The Observer reports, and Wired’s Listening Post blog picks up, a story that the the Rolling Stones will soon sign a 360 deal with Clear Channel Live Nation. As is typical in such stories, they are largely promotional, don’t examine the implications of the figures they are reporting, and are contradictory of other recent reportage.

From the Observer:

The Rolling Stones are on the verge of ending their 31-year relationship with EMI, dealing a blow to private equity owner Terra Firma, led by Guy Hands, which acquired the label in a £3.2bn deal last summer.

Sources say the group is close to clinching a deal with Live Nation, the world’s largest concert promotion firm, which would market its back catalogue, depriving EMI of around £3m a year. Live Nation, which last year poached Madonna from Warner, would also take highly profitable merchandising and touring rights for future Stones shows, some of which have grossed as much as £750m.

Note that the “31-year relationship” refers only to sales outside the U.S. Even by the lower standards of UK journalism, this is pretty silly. It’s unclear if the Stones will take its catalog with them; the NYT reported yesterday that “If the Stones left EMI, it would have little impact financially, because the company would still have the rights to the band’s catalog.” One of the two stories is 100 percent wrong. Also, the implication of the next sentence is that Live Nation is also taking the Stones’ touring business away from EMI, which is not true.

The Observer story says the band makes EMI three million pounds a year; Wired reports this as three million dollars a year. Fortunately, the Observer is a British news outlet, and not a Japanese one, so Wired is off only by a factor of two. Its hard to believe, however, even the Observer story is correct. If the Stones earn the company only the equivalent of $6 million (which is roughly what £3 million is) a year, that would mean (assuming, crudely, a $9 wholesale price and $3 per disc to the band) the band sells only perhaps a million CDs a year, total, around the world, which is less than I would have guessed. (I’d be happy to hear if any of those assumptions are significantly off.)

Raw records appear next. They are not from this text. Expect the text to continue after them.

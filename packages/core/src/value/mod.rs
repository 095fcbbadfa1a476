//! Parsed record nodes.
//!
//! Mapping rules navigate records through one contract, [`Navigate`],
//! regardless of whether the record was XML or JSON. [`Value`] is the closed
//! set of backends; [`ValueArray`] applies lookups across many nodes at once.

mod json;
mod xml;

pub use json::JsonValue;
pub use xml::{NamespaceTable, XmlTree, XmlValue};

pub(crate) use xml::XmlElement;

use crate::error::Result;

/// Navigation contract shared by every record backend.
pub trait Navigate {
    /// Qualified name of this node (empty for document nodes).
    fn name(&self) -> String;

    /// Names of the attributes on this node.
    fn attributes(&self) -> Result<Vec<String>>;

    /// Value of one attribute, if present.
    fn attribute(&self, name: &str) -> Result<Option<String>>;

    /// Names of the immediate structural children, without duplicates.
    /// [`Navigate::child`] returns every occurrence of a name.
    fn children(&self) -> Vec<String>;

    /// Scalar content of this node. XML text is trimmed.
    fn value(&self) -> String;

    /// Whether the node carries text content of its own.
    fn has_values(&self) -> bool;

    /// Look up children by name (or path expression, for XML).
    fn child(&self, name: &str) -> Result<ValueArray>;
}

/// A node in a parsed record.
#[derive(Debug, Clone)]
pub enum Value {
    Xml(XmlValue),
    Json(JsonValue),
}

impl Navigate for Value {
    fn name(&self) -> String {
        match self {
            Self::Xml(v) => v.name(),
            Self::Json(v) => v.name(),
        }
    }

    fn attributes(&self) -> Result<Vec<String>> {
        match self {
            Self::Xml(v) => v.attributes(),
            Self::Json(v) => v.attributes(),
        }
    }

    fn attribute(&self, name: &str) -> Result<Option<String>> {
        match self {
            Self::Xml(v) => v.attribute(name),
            Self::Json(v) => v.attribute(name),
        }
    }

    fn children(&self) -> Vec<String> {
        match self {
            Self::Xml(v) => v.children(),
            Self::Json(v) => v.children(),
        }
    }

    fn value(&self) -> String {
        match self {
            Self::Xml(v) => v.value(),
            Self::Json(v) => v.value(),
        }
    }

    fn has_values(&self) -> bool {
        match self {
            Self::Xml(v) => v.has_values(),
            Self::Json(v) => v.has_values(),
        }
    }

    fn child(&self, name: &str) -> Result<ValueArray> {
        match self {
            Self::Xml(v) => v.child(name),
            Self::Json(v) => v.child(name),
        }
    }
}

/// An ordered sequence of nodes.
///
/// Lookups apply to every member and flatten the results; lookups on an
/// empty array yield an empty array.
#[derive(Debug, Clone, Default)]
pub struct ValueArray(Vec<Value>);

impl ValueArray {
    #[must_use]
    pub fn new(values: Vec<Value>) -> Self {
        Self(values)
    }

    #[must_use]
    pub fn len(&self) -> usize {
        self.0.len()
    }

    #[must_use]
    pub fn is_empty(&self) -> bool {
        self.0.is_empty()
    }

    pub fn iter(&self) -> std::slice::Iter<'_, Value> {
        self.0.iter()
    }

    #[must_use]
    pub fn first(&self) -> Option<&Value> {
        self.0.first()
    }

    #[must_use]
    pub fn last(&self) -> Option<&Value> {
        self.0.last()
    }

    /// Child lookup applied to every member, flattened in order.
    pub fn child(&self, name: &str) -> Result<Self> {
        let mut out = Vec::new();
        for value in &self.0 {
            out.extend(value.child(name)?.0);
        }
        Ok(Self(out))
    }

    /// Chained child lookups, one path segment at a time.
    ///
    /// # Examples
    /// ```
    /// use crosswalk_core::parser::{Parser, ParserConfig};
    /// use crosswalk_core::record::Record;
    /// use crosswalk_core::value::ValueArray;
    ///
    /// let record = Record::json(r#"{"creator": [{"name": "Tove"}, {"name": "Lars"}]}"#);
    /// let parser = Parser::parse(&record, &ParserConfig::json("")).unwrap();
    /// let root = ValueArray::new(vec![parser.root().clone()]);
    ///
    /// let names = root.field(["creator", "name"]).unwrap();
    /// assert_eq!(names.values(), vec!["Tove", "Lars"]);
    /// ```
    pub fn field<I, S>(&self, path: I) -> Result<Self>
    where
        I: IntoIterator<Item = S>,
        S: AsRef<str>,
    {
        let mut current = self.clone();
        for segment in path {
            if current.is_empty() {
                break;
            }
            current = current.child(segment.as_ref())?;
        }
        Ok(current)
    }

    /// Scalar values of every member.
    #[must_use]
    pub fn values(&self) -> Vec<String> {
        self.0.iter().map(Navigate::value).collect()
    }

    /// One-element array holding the first member (empty if none).
    #[must_use]
    pub fn first_value(&self) -> Self {
        Self(self.0.first().cloned().into_iter().collect())
    }

    /// One-element array holding the last member (empty if none).
    #[must_use]
    pub fn last_value(&self) -> Self {
        Self(self.0.last().cloned().into_iter().collect())
    }

    /// Members whose attribute `name` equals `value`.
    pub fn match_attribute(&self, name: &str, value: &str) -> Result<Self> {
        self.filter_attribute(name, value, true)
    }

    /// Members whose attribute `name` is absent or differs from `value`.
    pub fn reject_attribute(&self, name: &str, value: &str) -> Result<Self> {
        self.filter_attribute(name, value, false)
    }

    fn filter_attribute(&self, name: &str, value: &str, keep_matches: bool) -> Result<Self> {
        let mut out = Vec::new();
        for member in &self.0 {
            let matched = member.attribute(name)?.as_deref() == Some(value);
            if matched == keep_matches {
                out.push(member.clone());
            }
        }
        Ok(Self(out))
    }

    /// Members having a child `name` whose value equals `value`.
    pub fn match_child(&self, name: &str, value: &str) -> Result<Self> {
        let mut out = Vec::new();
        for member in &self.0 {
            if member.child(name)?.iter().any(|c| c.value() == value) {
                out.push(member.clone());
            }
        }
        Ok(Self(out))
    }

    /// Append all members of `other`.
    #[must_use]
    pub fn concat(mut self, other: Self) -> Self {
        self.0.extend(other.0);
        self
    }

    #[must_use]
    pub fn into_vec(self) -> Vec<Value> {
        self.0
    }
}

impl From<Vec<Value>> for ValueArray {
    fn from(values: Vec<Value>) -> Self {
        Self(values)
    }
}

impl From<Value> for ValueArray {
    fn from(value: Value) -> Self {
        Self(vec![value])
    }
}

impl FromIterator<Value> for ValueArray {
    fn from_iter<T: IntoIterator<Item = Value>>(iter: T) -> Self {
        Self(iter.into_iter().collect())
    }
}

impl IntoIterator for ValueArray {
    type Item = Value;
    type IntoIter = std::vec::IntoIter<Value>;

    fn into_iter(self) -> Self::IntoIter {
        self.0.into_iter()
    }
}

impl<'a> IntoIterator for &'a ValueArray {
    type Item = &'a Value;
    type IntoIter = std::slice::Iter<'a, Value>;

    fn into_iter(self) -> Self::IntoIter {
        self.0.iter()
    }
}

#[cfg(test)]
mod tests {
    use super::*;
    use crate::parser::{Parser, ParserConfig, Schema};
    use crate::record::Record;

    const MODS: &str = r#"<mods xmlns="http://www.loc.gov/mods/v3">
      <name type="personal"><namePart>Jansson, Tove</namePart><role>author</role></name>
      <name type="corporate"><namePart>Schildts</namePart><role>publisher</role></name>
      <name><namePart>Unknown</namePart></name>
    </mods>"#;

    fn root() -> ValueArray {
        let parser = Parser::parse(&Record::xml(MODS), &Schema::Mods.config()).unwrap();
        ValueArray::from(parser.root().clone())
    }

    #[test]
    fn test_empty_array_lookups_are_empty() {
        let empty = ValueArray::default();
        assert!(empty.child("anything").unwrap().is_empty());
        assert!(empty.field(["a", "b"]).unwrap().is_empty());
        assert!(empty.first_value().is_empty());
    }

    #[test]
    fn test_field_flattens() {
        let parts = root().field(["mods:name", "mods:namePart"]).unwrap();
        assert_eq!(parts.values(), vec!["Jansson, Tove", "Schildts", "Unknown"]);
    }

    #[test]
    fn test_match_and_reject_attribute() {
        let names = root().child("mods:name").unwrap();
        let personal = names.match_attribute("type", "personal").unwrap();
        assert_eq!(
            personal.field(["mods:namePart"]).unwrap().values(),
            vec!["Jansson, Tove"]
        );
        let others = names.reject_attribute("type", "personal").unwrap();
        assert_eq!(others.len(), 2);
    }

    #[test]
    fn test_match_child() {
        let names = root().child("mods:name").unwrap();
        let publishers = names.match_child("mods:role", "publisher").unwrap();
        assert_eq!(
            publishers.child("mods:namePart").unwrap().values(),
            vec!["Schildts"]
        );
    }

    #[test]
    fn test_first_and_last_value() {
        let parts = root().field(["mods:name", "mods:namePart"]).unwrap();
        assert_eq!(parts.first_value().values(), vec!["Jansson, Tove"]);
        assert_eq!(parts.last_value().values(), vec!["Unknown"]);
    }

    #[test]
    fn test_json_match_attribute_fails() {
        let parser =
            Parser::parse(&Record::json(r#"{"a": [1]}"#), &ParserConfig::json("")).unwrap();
        let root = ValueArray::from(parser.root().clone());
        assert!(root.match_attribute("type", "x").is_err());
    }
}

And, finally, Live Nation didn’t poach Madonna from Warner Brothers. Given her declining sales and the fact that no one yet knows if these 360 deals make financial sense, it may be just as accurate to say the company took her off Warner’s hands.

As for the Wired story, it says, “the Rolling Stones are the kings of the touring industry, with some tours grossing nearly three quarters of a billion dollars.” Only the Stones’ most recent tour, by far its biggest, grossed something over $500 million, over some three years.

It also says:

Live Nation,for its part, has already become a major force to be reckoned with. Its focus on all-encompassing, 360 degree deals means it only stands to benefit as touring threatens to unseat recording as the largest sector of the music business.

This breathless reportage is inappropriate. Live Nation, formerly Clear Channel, controls most of the U.S. concert business and has been “a force to be reckoned with” for more than a decade. It already makes a lot of money from acts like Madonna, the Stones and U2. The question, which again will only be answered as the music business continues to shake out, is whether there’s enough extra leverage to be squeezed out of the deals (i.e., some new creative ways to gouge some extra bucks out of sheeplike music fans) to make the high initial outlays worthwhile.

Since those artists make the vast part of their income from touring—and have been doing so for many decades in every case—they are not lambs coming to the benevolent concert industry for a piece of the action. Mick Jagger knows how much any Stones show will generate in ticket and mersh sales, and begins the negotiations assuming it’s all his.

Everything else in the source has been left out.